Overabundant slicks can choke marine life and render once-potable water unusable. In 2014, a bloom of toxic algae in Lake Erie left nearly half a million residents of Toledo, Ohio, without clean water for drinking, cooking, or bathing. The blooms can also contain biotoxins that cause tingling, paralysis, and even death in humans and marine creatures, the Seattle Times noted. Jerry Borchert, Washington State’s marine biotoxin coordinator, told the paper that 2015 has seen record levels of dangerous algae:
“This has been a really bad year overall for biotoxins.”

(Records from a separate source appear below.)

/// Sends a correlated request and awaits its resolution.
///
/// With `gated`, the call waits for `Ready` (bounded by `timeout`) and runs
/// the request-path hooks; the authentication handshake itself runs ungated.
/// Dropping the returned future cancels the request: the correlator entry is
/// removed and, if the frame is still queued, it never reaches the wire.
pub(crate) async fn request_envelope(
    shared: &Arc<SessionShared>,
    request_type: u32,
    payload: Bytes,
    timeout: Duration,
    gated: bool,
) -> Result<Envelope> {
    if gated {
        shared
            .hooks
            .run(
                HookPoint::PreSendRequest,
                HookContext {
                    payload_type: request_type,
                    correlation_id: None,
                    bytes: 0,
                    elapsed: None,
                },
            )
            .await;
        wait_ready(shared, timeout).await?;
    }

    let handle = shared.correlator.register(request_type, timeout);
    let mut guard = RequestGuard::new(Arc::clone(shared), handle.id.clone());

    let envelope = Envelope::with_correlation(request_type, payload, handle.id.clone());
    let frame = envelope::encode(&envelope);
    let frame_len = frame.len();

    let sender = match shared.sender() {
        Some(sender) => sender,
        None => {
            guard.disarm();
            shared.correlator.cancel(&handle.id);
            return Err(CTraderError::transport_lost("no active connection"));
        }
    };
    let outbound = Outbound {
        frame,
        cancelled: Some(Arc::clone(&handle.cancelled)),
    };
    if sender.send(outbound).await.is_err() {
        guard.disarm();
        shared.correlator.cancel(&handle.id);
        return Err(CTraderError::transport_lost("send queue closed"));
    }

    if gated {
        // Counters track the user-visible request surface; the auth
        // handshake and recovery traffic stay out of them.
        shared.metrics.request_sent();
        shared
            .hooks
            .run(
                HookPoint::PostSendRequest,
                HookContext {
                    payload_type: request_type,
                    correlation_id: Some(handle.id.clone()),
                    bytes: frame_len,
                    elapsed: None,
                },
            )
            .await;
    }

    let started = Instant::now();
    let result = handle.receiver.await;
    guard.disarm();

    match result {
        Ok(Ok(response)) => {
            let elapsed = started.elapsed();
            if gated {
                shared.metrics.response_received(elapsed);
                shared
                    .hooks
                    .run(
                        HookPoint::PostResponse,
                        HookContext {
                            payload_type: response.payload_type,
                            correlation_id: Some(handle.id),
                            bytes: frame_len,
                            elapsed: Some(elapsed),
                        },
                    )
                    .await;
            }
            Ok(response)
        }
        Ok(Err(e)) => Err(e),
        // The sink vanished without a resolution, which only happens when
        // the correlator itself is torn down.
        Err(_) => Err(CTraderError::transport_lost("request slot dropped")),
    }
}

/// Waits until the session is `Ready`, bounded by `timeout`.
///
/// Transient states wait; `Disconnected` fails fast with `NotReady`;
/// `Fatal` fails fast with `AuthFailed`.
pub(crate) async fn wait_ready(shared: &Arc<SessionShared>, timeout: Duration) -> Result<()> {
    let mut rx = shared.state_receiver();
    let deadline = Instant::now() + timeout;
    loop {
        let state = *rx.borrow_and_update();
        match state {
            SessionState::Ready => return Ok(()),
            SessionState::Fatal => {
                return Err(CTraderError::AuthFailed(
                    "session is in the fatal state".to_string(),
                ))
            }
            SessionState::Disconnected => return Err(CTraderError::NotReady { state }),
            _ => {
                debug_assert!(state.is_transient());
            }
        }
        let remaining = deadline.saturating_duration_since(Instant::now());
        if remaining.is_zero() {
            return Err(CTraderError::Timeout { timeout });
        }
        match tokio::time::timeout(remaining, rx.changed()).await {
            Ok(Ok(())) => continue,
            Ok(Err(_)) => return Err(CTraderError::NotReady { state }),
            Err(_) => return Err(CTraderError::Timeout { timeout }),
        }
    }
}

/// Spawns the correlator housekeeping tick. The task holds only a weak
/// reference and stops when the session is dropped.
pub(crate) fn spawn_housekeeping(shared: &Arc<SessionShared>) -> tokio::task::JoinHandle<()> {
    let weak: Weak<SessionShared> = Arc::downgrade(shared);
    tokio::spawn(async move {
        let mut interval = tokio::time::interval(HOUSEKEEPING_TICK);
        interval.set_missed_tick_behavior(tokio::time::MissedTickBehavior::Skip);
        loop {
            interval.tick().await;
            let Some(shared) = weak.upgrade() else {
                break;
            };
            let expired = shared.correlator.expire_due(Instant::now());
            if expired > 0 {
                warn!("{} request(s) expired", expired);
                shared.metrics.request_timeout(expired as u64);
            }
        }
    })
}
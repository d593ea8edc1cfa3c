//! Order book depth streaming (Level II market data).
//!
//! The server sends incremental updates: quotes added plus quote ids
//! removed. The stream maintains a per-symbol book and yields a full sorted
//! snapshot after each applied delta. The book is rebuilt from scratch
//! after a reconnect; no delta ever crosses a session boundary.

use std::collections::HashMap;
use std::sync::Arc;

use chrono::Utc;
use prost::Message;

use crate::session::SessionShared;
use crate::streams::registry::Subscription;
use crate::streams::StreamCore;
use crate::types::{
    price_from_wire, volume_from_wire, DepthEvent, DepthQuote, DepthSnapshot, QuoteSide,
};

/// In-memory book for one symbol, keyed by quote id.
#[derive(Default)]
pub(crate) struct OrderBook {
    bids: HashMap<u64, DepthQuote>,
    asks: HashMap<u64, DepthQuote>,
}

impl OrderBook {
    pub(crate) fn new() -> Self {
        Self::default()
    }

    pub(crate) fn clear(&mut self) {
        self.bids.clear();
        self.asks.clear();
    }

    pub(crate) fn is_empty(&self) -> bool {
        self.bids.is_empty() && self.asks.is_empty()
    }

    /// Applies one delta and returns the resulting snapshot.
    pub(crate) fn apply(&mut self, event: &DepthEvent, symbol_name: &str) -> DepthSnapshot {
        for quote in &event.new_quotes {
            let volume = volume_from_wire(quote.size);
            if let Some(bid) = quote.bid {
                self.bids.insert(
                    quote.id,
                    DepthQuote {
                        id: quote.id,
                        price: price_from_wire(bid),
                        volume,
                        side: QuoteSide::Bid,
                    },
                );
            } else if let Some(ask) = quote.ask {
                self.asks.insert(
                    quote.id,
                    DepthQuote {
                        id: quote.id,
                        price: price_from_wire(ask),
                        volume,
                        side: QuoteSide::Ask,
                    },
                );
            }
        }
        for id in &event.deleted_quotes {
            // Ids unknown to the book are tolerated; the server may delete
            // quotes the client never saw after a partial subscribe.
            self.bids.remove(id);
            self.asks.remove(id);
        }

        let mut bids: Vec<DepthQuote> = self.bids.values().cloned().collect();
        bids.sort_by(|a, b| b.price.partial_cmp(&a.price).expect("finite prices"));
        let mut asks: Vec<DepthQuote> = self.asks.values().cloned().collect();
        asks.sort_by(|a, b| a.price.partial_cmp(&b.price).expect("finite prices"));

        DepthSnapshot {
            symbol_id: event.symbol_id,
            symbol_name: symbol_name.to_string(),
            bids,
            asks,
            timestamp: Utc::now().timestamp_millis(),
        }
    }
}

/// Async iterator yielding an order book snapshot after every applied
/// delta.
///
/// # Examples
///
/// ```no_run
/// # async fn example(session: &ctrader_connector_rs::session::CTraderSession) {
/// let mut depth = session.subscribe_depth(1, "EURUSD").await.unwrap();
/// while let Some(snapshot) = depth.next().await {
///     if let (Some(bid), Some(ask)) = (snapshot.best_bid(), snapshot.best_ask()) {
///         println!("{} @ {} / {} @ {}", bid.volume, bid.price, ask.volume, ask.price);
///     }
/// }
/// # }
/// ```
pub struct DepthStream {
    core: StreamCore,
    symbol_name: String,
    book: OrderBook,
    seen_generation: u64,
}

impl DepthStream {
    pub(crate) fn new(
        shared: Arc<SessionShared>,
        sub: Arc<Subscription>,
        symbol_name: String,
    ) -> Self {
        let seen_generation = sub.generation();
        Self {
            core: StreamCore::new(shared, sub),
            symbol_name,
            book: OrderBook::new(),
            seen_generation,
        }
    }

    /// The next snapshot, or `None` once the stream has ended.
    pub async fn next(&mut self) -> Option<DepthSnapshot> {
        loop {
            let envelope = self.core.next_envelope().await?;

            // A rearm means a new server-side subscription: the old book is
            // meaningless against the fresh delta sequence.
            let generation = self.core.subscription().generation();
            if generation != self.seen_generation {
                self.book.clear();
                self.seen_generation = generation;
            }

            match DepthEvent::decode(envelope.payload.as_ref()) {
                Ok(event) => return Some(self.book.apply(&event, &self.symbol_name)),
                Err(_) => continue,
            }
        }
    }

    /// Unsubscribes and removes the stream.
    pub async fn close(mut self) {
        self.core.close().await;
    }
}
//! Session state machine and two-phase authentication.
//!
//! After the transport opens, the session authenticates the application
//! (OAuth client credentials), then the trading account (access token).
//! Only in `Ready` may user requests flow. Non-retriable rejections latch
//! the session in `Fatal`.

use std::fmt;
use std::sync::Arc;

use log::{info, warn};
use prost::Message;

use crate::error::{is_non_retriable_auth_code, CTraderError, Result};
use crate::protocol::handler;
use crate::session::SessionShared;
use crate::types::{
    encode_payload, payload_type, AccountAuthReq, ApplicationAuthReq,
};

/// Connection/authentication state of a session.
///
/// Permitted transitions:
/// `Disconnected → Connecting → AppAuthenticating → AccountAuthenticating → Ready`,
/// `Ready → Reconnecting → AppAuthenticating → ...`, and any state to
/// `Fatal` on a non-retriable authentication failure.
#[derive(Debug, Clone, Copy, PartialEq, Eq)]
pub enum SessionState {
    Disconnected,
    Connecting,
    AppAuthenticating,
    AccountAuthenticating,
    Ready,
    Reconnecting,
    Fatal,
}

impl SessionState {
    /// Whether the state is a transient precursor to `Ready`, i.e. a
    /// request gate should wait rather than fail fast.
    pub fn is_transient(self) -> bool {
        matches!(
            self,
            SessionState::Connecting
                | SessionState::AppAuthenticating
                | SessionState::AccountAuthenticating
                | SessionState::Reconnecting
        )
    }
}

impl fmt::Display for SessionState {
    fn fmt(&self, f: &mut fmt::Formatter<'_>) -> fmt::Result {
        let name = match self {
            SessionState::Disconnected => "disconnected",
            SessionState::Connecting => "connecting",
            SessionState::AppAuthenticating => "app-authenticating",
            SessionState::AccountAuthenticating => "account-authenticating",
            SessionState::Ready => "ready",
            SessionState::Reconnecting => "reconnecting",
            SessionState::Fatal => "fatal",
        };
        f.write_str(name)
    }
}

/// Drives the two-phase authentication handshake over an open transport.
///
/// On success the session is left in `Ready`. Returns
/// [`CTraderError::AuthFailed`] for rejections that must not be retried;
/// other errors (timeouts, transport loss, transient server errors) are
/// retriable and left to the caller's policy.
pub(crate) async fn authenticate(shared: &Arc<SessionShared>) -> Result<()> {
    shared.set_state(SessionState::AppAuthenticating);
    info!("Authenticating application...");
    authenticate_application(shared).await?;
    info!("Application authenticated");

    shared.set_state(SessionState::AccountAuthenticating);
    info!("Authenticating account {}...", shared.config.account_id);
    authenticate_account(shared).await?;
    info!("Account authenticated");

    shared.set_state(SessionState::Ready);
    Ok(())
}

async fn authenticate_application(shared: &Arc<SessionShared>) -> Result<()> {
    let req = ApplicationAuthReq {
        client_id: shared.config.client_id.clone(),
        client_secret: shared.config.client_secret.clone(),
    };
    let result = handler::request_envelope(
        shared,
        payload_type::APPLICATION_AUTH_REQ,
        encode_payload(&req),
        shared.config.auth_timeout(),
        false,
    )
    .await;

    match result {
        Ok(envelope) => {
            if envelope.payload_type != payload_type::APPLICATION_AUTH_RES {
                warn!(
                    "Unexpected application auth response type: {}",
                    envelope.payload_type
                );
            }
            Ok(())
        }
        Err(CTraderError::Remote {
            code,
            description,
            maintenance_end,
        }) => {
            // Some servers reject a second AppAuth on the same credentials
            // with an "already authorized" error; repeated connects must
            // still work.
            if description.to_lowercase().contains("already authorized") {
                info!("Application already authorized; continuing");
                return Ok(());
            }
            Err(map_auth_rejection(code, description, maintenance_end))
        }
        Err(e) => Err(e),
    }
}

async fn authenticate_account(shared: &Arc<SessionShared>) -> Result<()> {
    let req = AccountAuthReq {
        ctid_trader_account_id: shared.config.account_id,
        access_token: shared.current_access_token(),
    };
    let result = handler::request_envelope(
        shared,
        payload_type::ACCOUNT_AUTH_REQ,
        encode_payload(&req),
        shared.config.auth_timeout(),
        false,
    )
    .await;

    match result {
        Ok(envelope) => {
            if envelope.payload_type != payload_type::ACCOUNT_AUTH_RES {
                warn!(
                    "Unexpected account auth response type: {}",
                    envelope.payload_type
                );
            }
            Ok(())
        }
        Err(CTraderError::Remote {
            code,
            description,
            maintenance_end,
        }) => Err(map_auth_rejection(code, description, maintenance_end)),
        Err(e) => Err(e),
    }
}

fn map_auth_rejection(
    code: String,
    description: String,
    maintenance_end: Option<i64>,
) -> CTraderError {
    if is_non_retriable_auth_code(&code) {
        CTraderError::AuthFailed(format!("{}: {}", code, description))
    } else {
        CTraderError::Remote {
            code,
            description,
            maintenance_end,
        }
    }
}

/// Decodes an error payload into the typed remote error. Both the
/// common-layer (50) and trading-layer (2142) shapes are accepted.
pub(crate) fn decode_remote_error(tag: u32, payload: &[u8]) -> CTraderError {
    if tag == payload_type::OA_ERROR_RES {
        if let Ok(res) = crate::types::OaErrorRes::decode(payload) {
            return CTraderError::Remote {
                code: res.error_code,
                description: res.description.unwrap_or_default(),
                maintenance_end: res.maintenance_end_timestamp,
            };
        }
    }
    if let Ok(res) = crate::types::CommonErrorRes::decode(payload) {
        return CTraderError::Remote {
            code: res.error_code,
            description: res.description.unwrap_or_default(),
            maintenance_end: res.maintenance_end_timestamp,
        };
    }
    CTraderError::Remote {
        code: "UNKNOWN".to_string(),
        description: "undecodable error response".to_string(),
        maintenance_end: None,
    }
}
//! Outbound rate limiting.
//!
//! The server enforces a per-connection message budget, so the scheduler
//! paces every outbound frame through one token bucket: integer capacity,
//! refilled to capacity once per second. Heartbeats and auth frames share
//! the bucket with data frames; there are no priority lanes.

use std::sync::Mutex;
use std::time::{Duration, Instant};

use tokio::sync::Semaphore;

struct BucketState {
    tokens: u32,
    last_refill: Instant,
}

/// Token bucket with whole-second refill semantics.
///
/// `acquire` takes one token, waiting for the next refill when the bucket
/// is empty. Waiters are served in FIFO order.
pub struct TokenBucket {
    capacity: u32,
    state: Mutex<BucketState>,
    // Single-permit turnstile: tokio semaphores queue waiters FIFO, which
    // keeps acquisition order fair when the bucket runs dry.
    turnstile: Semaphore,
}

impl TokenBucket {
    pub fn new(capacity: u32) -> Self {
        let capacity = capacity.max(1);
        Self {
            capacity,
            state: Mutex::new(BucketState {
                tokens: capacity,
                last_refill: Instant::now(),
            }),
            turnstile: Semaphore::new(1),
        }
    }

    pub fn capacity(&self) -> u32 {
        self.capacity
    }

    /// Takes one token, sleeping until the bucket refills if necessary.
    pub async fn acquire(&self) {
        // One waiter at a time proceeds; the rest queue behind it.
        let _turn = self
            .turnstile
            .acquire()
            .await
            .expect("turnstile never closed");
        loop {
            let wait = {
                let mut state = self.state.lock().expect("bucket lock poisoned");
                let elapsed = state.last_refill.elapsed();
                if elapsed >= Duration::from_secs(1) {
                    state.tokens = self.capacity;
                    state.last_refill = Instant::now();
                }
                if state.tokens > 0 {
                    state.tokens -= 1;
                    return;
                }
                Duration::from_secs(1).saturating_sub(elapsed)
            };
            tokio::time::sleep(wait.max(Duration::from_millis(1))).await;
        }
    }

    /// Takes one token without waiting. Returns `false` when the bucket is
    /// empty.
    pub fn try_acquire(&self) -> bool {
        let mut state = self.state.lock().expect("bucket lock poisoned");
        if state.last_refill.elapsed() >= Duration::from_secs(1) {
            state.tokens = self.capacity;
            state.last_refill = Instant::now();
        }
        if state.tokens > 0 {
            state.tokens -= 1;
            true
        } else {
            false
        }
    }

    /// Tokens currently available, without refilling.
    pub fn available(&self) -> u32 {
        self.state.lock().expect("bucket lock poisoned").tokens
    }
}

Algae blooms are linked to warm water temperatures and high concentrations of phosphorous, largely the result of agricultural runoff. If that those trends continue, we’re poised to find ourselves with a bunch of slimy stuff overwhelming our shores. So what do we do with it?
One new company—cheekily named BLOOM, after the algae itself—hopes to turn the waterlogged plants into functional products. They won't fashion finished goods themselves, says managing director Ron Falken. Instead, the Mississippi-based company partners with another organization to suck the water out of the biomass, so it retains less than 5 percent of its total moisture.
Then it’s sent through a microwave system to remove pathogens before being polymerized into flexible foam. The squishy result will be marketed to existing manufacturers, and could be used for soft shoes or yoga mats.
Falken hopes that the foam could reduce dependence on petrochemicals. “We’re trying to turn a negative into a positive,” he says.